··· Dataset entries
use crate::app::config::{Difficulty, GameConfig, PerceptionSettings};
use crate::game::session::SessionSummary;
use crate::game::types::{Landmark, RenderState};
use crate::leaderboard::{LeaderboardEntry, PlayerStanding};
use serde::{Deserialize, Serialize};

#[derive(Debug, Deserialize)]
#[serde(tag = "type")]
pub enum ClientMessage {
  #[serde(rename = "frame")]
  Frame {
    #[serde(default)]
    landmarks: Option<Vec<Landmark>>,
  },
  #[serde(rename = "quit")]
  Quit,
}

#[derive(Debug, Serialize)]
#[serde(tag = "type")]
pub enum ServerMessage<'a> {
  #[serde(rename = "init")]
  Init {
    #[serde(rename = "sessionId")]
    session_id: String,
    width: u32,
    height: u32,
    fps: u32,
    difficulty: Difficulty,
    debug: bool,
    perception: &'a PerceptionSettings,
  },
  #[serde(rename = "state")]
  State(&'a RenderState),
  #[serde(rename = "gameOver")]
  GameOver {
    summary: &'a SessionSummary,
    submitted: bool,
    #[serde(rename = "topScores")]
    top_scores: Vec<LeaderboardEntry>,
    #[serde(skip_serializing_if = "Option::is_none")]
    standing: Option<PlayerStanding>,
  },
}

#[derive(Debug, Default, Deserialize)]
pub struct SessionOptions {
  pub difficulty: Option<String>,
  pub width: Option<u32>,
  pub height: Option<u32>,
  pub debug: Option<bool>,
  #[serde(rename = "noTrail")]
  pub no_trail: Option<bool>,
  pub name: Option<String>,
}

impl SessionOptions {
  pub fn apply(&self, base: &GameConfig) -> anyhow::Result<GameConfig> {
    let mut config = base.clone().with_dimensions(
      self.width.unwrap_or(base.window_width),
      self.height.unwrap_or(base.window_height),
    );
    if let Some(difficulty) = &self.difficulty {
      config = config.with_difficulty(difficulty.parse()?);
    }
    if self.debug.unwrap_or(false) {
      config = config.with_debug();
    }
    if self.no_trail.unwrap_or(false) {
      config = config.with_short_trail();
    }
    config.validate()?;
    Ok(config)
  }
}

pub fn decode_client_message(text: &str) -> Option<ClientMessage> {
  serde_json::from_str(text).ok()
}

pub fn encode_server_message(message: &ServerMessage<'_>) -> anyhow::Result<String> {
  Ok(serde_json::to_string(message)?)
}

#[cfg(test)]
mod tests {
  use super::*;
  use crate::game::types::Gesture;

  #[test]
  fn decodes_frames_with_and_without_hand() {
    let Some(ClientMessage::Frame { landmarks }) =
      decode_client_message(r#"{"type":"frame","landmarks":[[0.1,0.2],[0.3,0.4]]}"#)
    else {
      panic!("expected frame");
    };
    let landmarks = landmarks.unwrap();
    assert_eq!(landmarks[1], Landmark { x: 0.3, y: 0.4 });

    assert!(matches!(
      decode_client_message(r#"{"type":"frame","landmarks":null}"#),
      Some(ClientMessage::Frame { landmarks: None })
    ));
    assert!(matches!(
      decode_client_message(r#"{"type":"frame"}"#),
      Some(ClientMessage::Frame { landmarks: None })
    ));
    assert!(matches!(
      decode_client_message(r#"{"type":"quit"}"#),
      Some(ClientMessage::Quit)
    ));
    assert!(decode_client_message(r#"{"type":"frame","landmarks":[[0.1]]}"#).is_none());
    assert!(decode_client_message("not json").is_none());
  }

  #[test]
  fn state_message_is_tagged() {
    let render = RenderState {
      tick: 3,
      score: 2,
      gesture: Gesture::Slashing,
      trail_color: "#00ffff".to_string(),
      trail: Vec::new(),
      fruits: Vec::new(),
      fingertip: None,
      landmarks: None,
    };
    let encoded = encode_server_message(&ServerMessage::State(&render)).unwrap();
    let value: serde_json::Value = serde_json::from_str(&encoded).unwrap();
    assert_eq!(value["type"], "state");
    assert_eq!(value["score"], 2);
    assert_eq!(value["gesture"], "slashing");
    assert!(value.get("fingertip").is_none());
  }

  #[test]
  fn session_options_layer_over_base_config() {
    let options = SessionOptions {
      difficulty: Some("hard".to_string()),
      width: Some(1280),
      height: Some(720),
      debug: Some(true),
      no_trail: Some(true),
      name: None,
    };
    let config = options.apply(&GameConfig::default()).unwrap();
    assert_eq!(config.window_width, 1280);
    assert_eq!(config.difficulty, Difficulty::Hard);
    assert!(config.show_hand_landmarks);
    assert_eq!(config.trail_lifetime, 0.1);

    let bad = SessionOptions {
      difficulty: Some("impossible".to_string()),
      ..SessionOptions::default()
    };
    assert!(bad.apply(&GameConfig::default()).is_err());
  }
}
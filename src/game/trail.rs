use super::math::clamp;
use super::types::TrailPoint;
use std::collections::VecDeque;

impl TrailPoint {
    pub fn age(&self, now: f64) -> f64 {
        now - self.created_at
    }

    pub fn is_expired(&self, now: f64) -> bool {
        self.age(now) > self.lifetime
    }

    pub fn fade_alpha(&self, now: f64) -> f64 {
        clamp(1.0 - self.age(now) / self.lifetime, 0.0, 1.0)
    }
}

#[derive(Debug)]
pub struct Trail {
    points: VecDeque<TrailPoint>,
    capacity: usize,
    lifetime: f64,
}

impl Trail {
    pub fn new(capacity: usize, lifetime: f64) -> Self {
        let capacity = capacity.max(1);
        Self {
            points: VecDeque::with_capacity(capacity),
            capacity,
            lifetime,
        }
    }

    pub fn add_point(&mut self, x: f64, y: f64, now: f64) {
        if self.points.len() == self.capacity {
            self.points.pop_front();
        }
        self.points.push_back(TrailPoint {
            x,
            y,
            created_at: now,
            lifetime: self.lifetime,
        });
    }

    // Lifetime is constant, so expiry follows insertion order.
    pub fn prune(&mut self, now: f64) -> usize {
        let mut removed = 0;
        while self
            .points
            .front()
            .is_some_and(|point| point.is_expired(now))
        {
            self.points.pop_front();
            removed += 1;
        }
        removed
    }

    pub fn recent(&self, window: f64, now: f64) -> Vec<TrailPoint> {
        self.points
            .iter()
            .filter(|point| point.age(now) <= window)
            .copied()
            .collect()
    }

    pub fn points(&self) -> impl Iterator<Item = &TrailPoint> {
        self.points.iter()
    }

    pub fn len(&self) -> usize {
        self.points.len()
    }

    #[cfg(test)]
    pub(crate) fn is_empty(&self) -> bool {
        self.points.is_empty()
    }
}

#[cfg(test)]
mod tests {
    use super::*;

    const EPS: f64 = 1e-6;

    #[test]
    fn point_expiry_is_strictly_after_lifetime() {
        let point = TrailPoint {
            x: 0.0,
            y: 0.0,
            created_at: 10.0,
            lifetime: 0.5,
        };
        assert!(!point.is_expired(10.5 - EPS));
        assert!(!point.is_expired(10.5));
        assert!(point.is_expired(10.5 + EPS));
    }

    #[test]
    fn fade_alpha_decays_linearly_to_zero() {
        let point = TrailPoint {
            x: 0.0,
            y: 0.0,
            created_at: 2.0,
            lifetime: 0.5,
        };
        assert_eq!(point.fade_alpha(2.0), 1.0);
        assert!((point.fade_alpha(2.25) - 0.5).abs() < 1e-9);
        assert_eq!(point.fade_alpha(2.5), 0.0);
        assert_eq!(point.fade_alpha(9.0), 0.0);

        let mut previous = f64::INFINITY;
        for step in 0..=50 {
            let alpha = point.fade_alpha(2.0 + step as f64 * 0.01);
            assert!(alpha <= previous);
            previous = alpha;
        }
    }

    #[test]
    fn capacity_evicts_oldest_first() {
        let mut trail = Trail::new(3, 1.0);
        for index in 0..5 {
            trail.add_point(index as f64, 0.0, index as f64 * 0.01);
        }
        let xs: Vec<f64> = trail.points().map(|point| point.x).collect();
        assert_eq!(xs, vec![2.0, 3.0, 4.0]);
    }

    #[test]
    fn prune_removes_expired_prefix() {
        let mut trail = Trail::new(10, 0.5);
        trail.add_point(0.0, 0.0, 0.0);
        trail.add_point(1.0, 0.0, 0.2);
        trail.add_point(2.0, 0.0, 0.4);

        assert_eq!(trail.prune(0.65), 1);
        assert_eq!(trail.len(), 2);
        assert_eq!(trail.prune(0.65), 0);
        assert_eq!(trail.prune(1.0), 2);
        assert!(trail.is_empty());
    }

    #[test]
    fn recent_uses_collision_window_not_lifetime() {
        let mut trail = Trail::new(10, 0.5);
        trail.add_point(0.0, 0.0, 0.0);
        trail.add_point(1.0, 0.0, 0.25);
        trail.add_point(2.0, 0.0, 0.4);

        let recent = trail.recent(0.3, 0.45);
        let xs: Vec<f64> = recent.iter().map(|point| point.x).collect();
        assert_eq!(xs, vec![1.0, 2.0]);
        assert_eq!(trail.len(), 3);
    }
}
······
*Aim of the exercise*. The lines to return are those in the entries above that hold "TrailPoint".

*Worked solution*.
use super::types::TrailPoint;
impl TrailPoint {
    points: VecDeque<TrailPoint>,
        self.points.push_back(TrailPoint {
    pub fn recent(&self, window: f64, now: f64) -> Vec<TrailPoint> {
    pub fn points(&self) -> impl Iterator<Item = &TrailPoint> {
        let point = TrailPoint {
        let point = TrailPoint {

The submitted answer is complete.